In the past decade, new methicillin-resistant Staphylococcus aureus (MRSA) strains have emerged as a predominant cause of community-associated skin and soft-tissue infections (SSTIs). Little information exists regarding trends in MRSA prevalence and molecular characteristics or regarding antimicrobial susceptibility profiles of S. aureus isolates.


We enrolled adults with acute, purulent SSTIs presenting to a US network of 12 emergency departments during August 2008. Cultures and clinical information were collected. S. aureus isolates were characterized by antimicrobial susceptibility testing, pulsed-field gel electrophoresis, and toxin genes detection. The prevalence of S. aureus and MRSA and isolate genetic characteristics and susceptibilities were compared with those from a similar study conducted in August 2004.


The prevalence of MRSA was 59% among all SSTIs during both study periods; however, the prevalence by site varied less in 2008 (38%-84%), compared with 2004 (15%-74%).
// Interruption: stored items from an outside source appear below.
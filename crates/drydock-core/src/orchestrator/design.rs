//! The frozen site design
//!
//! A [`SiteDesign`] is produced once per resolution and never mutated. Every
//! entity in it is effective: host profiles and nodes carry their flattened
//! settings, and every name reference inside it resolves.

use crate::model::{
    BaremetalNode, EntityKind, HardwareProfile, HostProfile, Named, Network, NetworkLink, Site,
};
use chrono::{DateTime, Utc};
use serde::Serialize;
use std::collections::HashMap;
use std::fmt;

/// A recoverable condition found during resolution
#[derive(Debug, Clone, PartialEq, Eq, Serialize)]
pub struct ResolutionIssue {
    /// Kind of the entity concerned, if any
    pub kind: Option<EntityKind>,
    /// Name of the entity concerned, if any
    pub name: Option<String>,
    pub message: String,
}

impl ResolutionIssue {
    pub(crate) fn design(message: impl Into<String>) -> Self {
        Self {
            kind: None,
            name: None,
            message: message.into(),
        }
    }

    pub(crate) fn entity(kind: EntityKind, name: &str, message: impl Into<String>) -> Self {
        Self {
            kind: Some(kind),
            name: Some(name.to_string()),
            message: message.into(),
        }
    }
}

impl fmt::Display for ResolutionIssue {
    fn fmt(&self, f: &mut fmt::Formatter<'_>) -> fmt::Result {
        match (&self.kind, &self.name) {
            (Some(kind), Some(name)) => write!(f, "{} {}: {}", kind, name, self.message),
            _ => f.write_str(&self.message),
        }
    }
}

/// Outcome of a successful resolution
///
/// Structural failures are errors, never a status.
#[derive(Debug, Clone, PartialEq, Eq, Serialize)]
#[serde(tag = "status", content = "issues", rename_all = "snake_case")]
pub enum ResolutionStatus {
    /// Everything resolved cleanly
    Resolved,
    /// Resolved, but optional parts of the design are missing
    ResolvedWithIssues(Vec<ResolutionIssue>),
}

impl ResolutionStatus {
    pub(crate) fn from_issues(issues: Vec<ResolutionIssue>) -> Self {
        if issues.is_empty() {
            Self::Resolved
        } else {
            Self::ResolvedWithIssues(issues)
        }
    }

    pub fn is_clean(&self) -> bool {
        matches!(self, Self::Resolved)
    }

    pub fn issues(&self) -> &[ResolutionIssue] {
        match self {
            Self::Resolved => &[],
            Self::ResolvedWithIssues(issues) => issues,
        }
    }
}

fn index_by_name<T: Named>(items: &[T]) -> HashMap<String, usize> {
    items
        .iter()
        .enumerate()
        .map(|(pos, item)| (item.name().to_string(), pos))
        .collect()
}

#[derive(Debug, Clone, Default)]
struct DesignIndex {
    networks: HashMap<String, usize>,
    network_links: HashMap<String, usize>,
    host_profiles: HashMap<String, usize>,
    hardware_profiles: HashMap<String, usize>,
    baremetal_nodes: HashMap<String, usize>,
    /// Network name -> position of its carrying link
    carrying_link: HashMap<String, usize>,
}

/// Immutable, fully-resolved site design
///
/// Slices preserve declaration order (first appearance of each identity
/// across all ingested documents).
#[derive(Debug, Clone, Serialize)]
pub struct SiteDesign {
    site: Option<Site>,
    networks: Vec<Network>,
    network_links: Vec<NetworkLink>,
    host_profiles: Vec<HostProfile>,
    hardware_profiles: Vec<HardwareProfile>,
    baremetal_nodes: Vec<BaremetalNode>,
    resolved_at: DateTime<Utc>,
    #[serde(skip)]
    index: DesignIndex,
}

pub(crate) struct SiteDesignParts {
    pub site: Option<Site>,
    pub networks: Vec<Network>,
    pub network_links: Vec<NetworkLink>,
    pub host_profiles: Vec<HostProfile>,
    pub hardware_profiles: Vec<HardwareProfile>,
    pub baremetal_nodes: Vec<BaremetalNode>,
    /// Network name -> carrying link name
    pub carrying_link: HashMap<String, String>,
}

impl SiteDesign {
    pub(crate) fn freeze(parts: SiteDesignParts) -> Self {
        let network_links = index_by_name(&parts.network_links);
        let carrying_link = parts
            .carrying_link
            .iter()
            .filter_map(|(network, link)| network_links.get(link).map(|&pos| (network.clone(), pos)))
            .collect();

        let index = DesignIndex {
            networks: index_by_name(&parts.networks),
            network_links,
            host_profiles: index_by_name(&parts.host_profiles),
            hardware_profiles: index_by_name(&parts.hardware_profiles),
            baremetal_nodes: index_by_name(&parts.baremetal_nodes),
            carrying_link,
        };

        Self {
            site: parts.site,
            networks: parts.networks,
            network_links: parts.network_links,
            host_profiles: parts.host_profiles,
            hardware_profiles: parts.hardware_profiles,
            baremetal_nodes: parts.baremetal_nodes,
            resolved_at: Utc::now(),
            index,
        }
    }

    pub fn site(&self) -> Option<&Site> {
        self.site.as_ref()
    }

    pub fn networks(&self) -> &[Network] {
        &self.networks
    }

    pub fn network(&self, name: &str) -> Option<&Network> {
        self.index.networks.get(name).map(|&pos| &self.networks[pos])
    }

    pub fn network_links(&self) -> &[NetworkLink] {
        &self.network_links
    }

    pub fn network_link(&self, name: &str) -> Option<&NetworkLink> {
        self.index.network_links.get(name).map(|&pos| &self.network_links[pos])
    }

    /// The link carrying a network, if any
    pub fn carrying_link(&self, network: &str) -> Option<&NetworkLink> {
        self.index
            .carrying_link
            .get(network)
            .map(|&pos| &self.network_links[pos])
    }

    /// Host profiles with their inheritance chains flattened
    pub fn host_profiles(&self) -> &[HostProfile] {
        &self.host_profiles
    }

    pub fn host_profile(&self, name: &str) -> Option<&HostProfile> {
        self.index.host_profiles.get(name).map(|&pos| &self.host_profiles[pos])
    }

    pub fn hardware_profiles(&self) -> &[HardwareProfile] {
        &self.hardware_profiles
    }

    pub fn hardware_profile(&self, name: &str) -> Option<&HardwareProfile> {
        self.index
            .hardware_profiles
            .get(name)
            .map(|&pos| &self.hardware_profiles[pos])
    }

    /// Nodes with their profile settings applied
    pub fn baremetal_nodes(&self) -> &[BaremetalNode] {
        &self.baremetal_nodes
    }

    pub fn baremetal_node(&self, name: &str) -> Option<&BaremetalNode> {
        self.index
            .baremetal_nodes
            .get(name)
            .map(|&pos| &self.baremetal_nodes[pos])
    }

    /// When this snapshot was frozen
    pub fn resolved_at(&self) -> DateTime<Utc> {
        self.resolved_at
    }

    /// Total number of entities in the design, the site included
    pub fn entity_count(&self) -> usize {
        usize::from(self.site.is_some())
            + self.networks.len()
            + self.network_links.len()
            + self.host_profiles.len()
            + self.hardware_profiles.len()
            + self.baremetal_nodes.len()
    }
}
Pulsed-field type USA300 continued to account for almost all MRSA isolates (98%). Susceptibility to trimethoprim-sulfamethoxazole, clindamycin, and tetracycline among MRSA isolates remained greater than 90% in 2008. A higher proportion of MRSA infections were treated with an agent to which the infecting isolate was susceptible in vitro in 2008 (97%), compared with 2004 (57%).


Similar to 2004, MRSA remained the most common identifiable cause of purulent SSTIs among patients presenting to a network of US emergency departments in 2008. The infecting MRSA isolates continued to be predominantly pulsed-field type USA300 and susceptible to recommended non-β-lactam oral agents. Clinician prescribing practices have shifted from MRSA-inactive to MRSA-active empirical antimicrobial regimens.